Michael - You have assembled a very impressive board of directors with a diversity of talents and backgrounds. Could you tell us anything about any special projects the board might be working on or how the company has benefited from this newly-assembled team thus far?

Gary - We just had a big project going on with the company and the board. It was to put together the company's first ever strategic plan. Last week we got the board's approval to begin implementing this strategic plan. We will be laying out some of the key aspects of this plan for investors over the coming months. It was a colossal effort by both the board and the company to get this done so we can really focus on the future.

The amount of talent on our board of directors is incredible. I would challenge any biotech company to come up with a more resourceful, thoughtful, intelligent, and sophisticated board than the one we have in place now. These guys just impress me at every turn.

This strategic plan is a big deal. Obviously augmenting the management team of the company with plans to commercialize these projects was one of the components of this plan. Getting on the NASDAQ, bringing in operating officer kind of people, as well as a chief financial officer is also a big component of the plan.

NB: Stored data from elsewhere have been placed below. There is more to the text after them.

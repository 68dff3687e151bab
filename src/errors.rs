use crate::db::errors::DbError;
use crate::db::models::bookings::BookingStatus;
use crate::payments::PaymentError;
use crate::types::Operation;
use axum::{
    http::StatusCode,
    response::{IntoResponse, Response},
};
use thiserror::Error as ThisError;

#[derive(ThisError, Debug)]
pub enum Error {
    /// Authentication required but not provided
    #[error("Not authenticated")]
    Unauthenticated { message: Option<String> },

    /// Actor lacks the required permission for the operation
    #[error("Insufficient permissions to {action} {resource}")]
    InsufficientPermissions { action: Operation, resource: String },

    /// Invalid request data or business rule violation
    #[error("{message}")]
    BadRequest { message: String },

    /// Requested resource not found
    #[error("{resource} {id} not found")]
    NotFound { resource: String, id: String },

    /// Status precondition violated; echoes the current status for diagnostics
    #[error("{message}")]
    Conflict {
        message: String,
        current_status: Option<BookingStatus>,
    },

    /// Expired or already-consumed token
    #[error("{message}")]
    Gone { message: String },

    /// Generic internal service error
    #[error("Failed to {operation}")]
    Internal { operation: String },

    /// Database operation error
    #[error(transparent)]
    Database(#[from] DbError),

    /// Payment processor error
    #[error(transparent)]
    Payment(#[from] PaymentError),

    /// Unexpected error with full context chain
    #[error(transparent)]
    Other(#[from] anyhow::Error),
}

impl Error {
    pub fn status_code(&self) -> StatusCode {
        match self {
            Error::Unauthenticated { .. } => StatusCode::UNAUTHORIZED,
            Error::InsufficientPermissions { .. } => StatusCode::FORBIDDEN,
            Error::BadRequest { .. } => StatusCode::BAD_REQUEST,
            Error::NotFound { .. } => StatusCode::NOT_FOUND,
            // Status preconditions report 400, not 409: the client sent a
            // request that is invalid for the booking's current state
            Error::Conflict { .. } => StatusCode::BAD_REQUEST,
            Error::Gone { .. } => StatusCode::GONE,
            Error::Internal { .. } => StatusCode::INTERNAL_SERVER_ERROR,
            Error::Database(db_err) => match db_err {
                DbError::NotFound => StatusCode::NOT_FOUND,
                DbError::UniqueViolation { .. } => StatusCode::CONFLICT,
                DbError::ForeignKeyViolation { .. } => StatusCode::BAD_REQUEST,
                DbError::CheckViolation { .. } => StatusCode::BAD_REQUEST,
                DbError::Other(_) => StatusCode::INTERNAL_SERVER_ERROR,
            },
            Error::Payment(err) => err.status_code(),
            Error::Other(_) => StatusCode::INTERNAL_SERVER_ERROR,
        }
    }

    /// Returns a user-safe error message, without leaking internal implementation details
    pub fn user_message(&self) -> String {
        match self {
            Error::Unauthenticated { message } => message.clone().unwrap_or_else(|| "Authentication required".to_string()),
            Error::InsufficientPermissions { action, resource } => {
                format!("Insufficient permissions to {action} {resource}")
            }
            Error::BadRequest { message } => message.clone(),
            Error::NotFound { resource, id } => format!("{resource} {id} not found"),
            Error::Conflict { message, .. } => message.clone(),
            Error::Gone { message } => message.clone(),
            Error::Internal { .. } => "Internal server error".to_string(),
            Error::Database(db_err) => match db_err {
                DbError::NotFound => "Resource not found".to_string(),
                DbError::UniqueViolation { constraint, table, .. } => match (table.as_deref(), constraint.as_deref()) {
                    (Some("users"), Some(c)) if c.contains("email") => "An account with this email address already exists".to_string(),
                    (Some("bookings"), Some("bookings_reference_unique")) => {
                        "Could not allocate a unique booking reference, please retry".to_string()
                    }
                    _ => "Resource already exists".to_string(),
                },
                DbError::ForeignKeyViolation { .. } => "Invalid reference to related resource".to_string(),
                DbError::CheckViolation { .. } => "Invalid data provided".to_string(),
                DbError::Other(_) => "Database error occurred".to_string(),
            },
            // Processor details stay server-side; the log line carries the cause
            Error::Payment(err) => err.user_message(),
            Error::Other(_) => "Internal server error".to_string(),
        }
    }
}

impl IntoResponse for Error {
    fn into_response(self) -> Response {
        // Log full error details for debugging - different log levels based on severity
        match &self {
            Error::Database(DbError::Other(_)) | Error::Internal { .. } | Error::Other(_) => {
                tracing::error!("Internal service error: {:#}", self);
            }
            Error::Payment(err) => {
                tracing::error!("Payment processor error: {:#}", err);
            }
            Error::Database(_) => {
                tracing::warn!("Database constraint error: {}", self);
            }
            Error::Unauthenticated { .. } | Error::InsufficientPermissions { .. } => {
                tracing::info!("Authorization error: {}", self);
            }
            Error::BadRequest { .. } | Error::NotFound { .. } | Error::Gone { .. } => {
                tracing::debug!("Client error: {}", self);
            }
            Error::Conflict { current_status, .. } => {
                tracing::debug!(?current_status, "Status precondition violated: {}", self);
            }
        }

        let status = self.status_code();

        match &self {
            // Conflicts get a structured body so clients can see the current status
            Error::Conflict { message, current_status } => {
                use serde_json::json;
                let body = json!({
                    "message": message,
                    "current_status": current_status,
                });
                (status, axum::response::Json(body)).into_response()
            }
            // For all other errors, return a plain text message
            _ => (status, self.user_message()).into_response(),
        }
    }
}

/// Type alias for service operation results
pub type Result<T> = std::result::Result<T, Error>;

#[cfg(test)]
mod tests {
    use super::*;

    #[test]
    fn test_status_codes() {
        let cases = [
            (Error::Unauthenticated { message: None }, StatusCode::UNAUTHORIZED),
            (
                Error::InsufficientPermissions {
                    action: Operation::Accept,
                    resource: "booking".to_string(),
                },
                StatusCode::FORBIDDEN,
            ),
            (
                Error::NotFound {
                    resource: "Booking".to_string(),
                    id: "BK-ABC".to_string(),
                },
                StatusCode::NOT_FOUND,
            ),
            (
                Error::Conflict {
                    message: "Booking already processed".to_string(),
                    current_status: Some(BookingStatus::Confirmed),
                },
                StatusCode::BAD_REQUEST,
            ),
            (
                Error::Gone {
                    message: "This access link has expired".to_string(),
                },
                StatusCode::GONE,
            ),
        ];

        for (error, expected) in cases {
            assert_eq!(error.status_code(), expected, "wrong status for {error:?}");
        }
    }

    #[test]
    fn test_internal_errors_do_not_leak_details() {
        let error = Error::Internal {
            operation: "connect to stripe with key sk_live_secret".to_string(),
        };
        assert_eq!(error.user_message(), "Internal server error");
    }
}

In terms of other things the board is working on we turn to Dr. Langer. With his presence and his scientific review, there is a great exposure as to how really remarkable our science is. We are gaining lots of traction within the scientific community. This is just one more example of how the board is really helping us.

Final Thoughts

First, I would like to once again thank Mr. Rabin for taking the time to participate in this interview. He answered every question in a thoughtful manner and was very generous with his time. Finally, I would like to make it clear that I was not compensated by ACT or anyone else to compose this article. I am a simple shareholder in this company, a contributor to Seeking Alpha, and nothing more. My intent here is straightforward, and that is to gather as much information as I can for myself and those interested in this company.

Disclosure: I am long ACTC.OB. I wrote this article myself, and it expresses my own opinions. I am not receiving compensation for it (other than from Seeking Alpha). I have no business relationship with any company whose stock is mentioned in this article.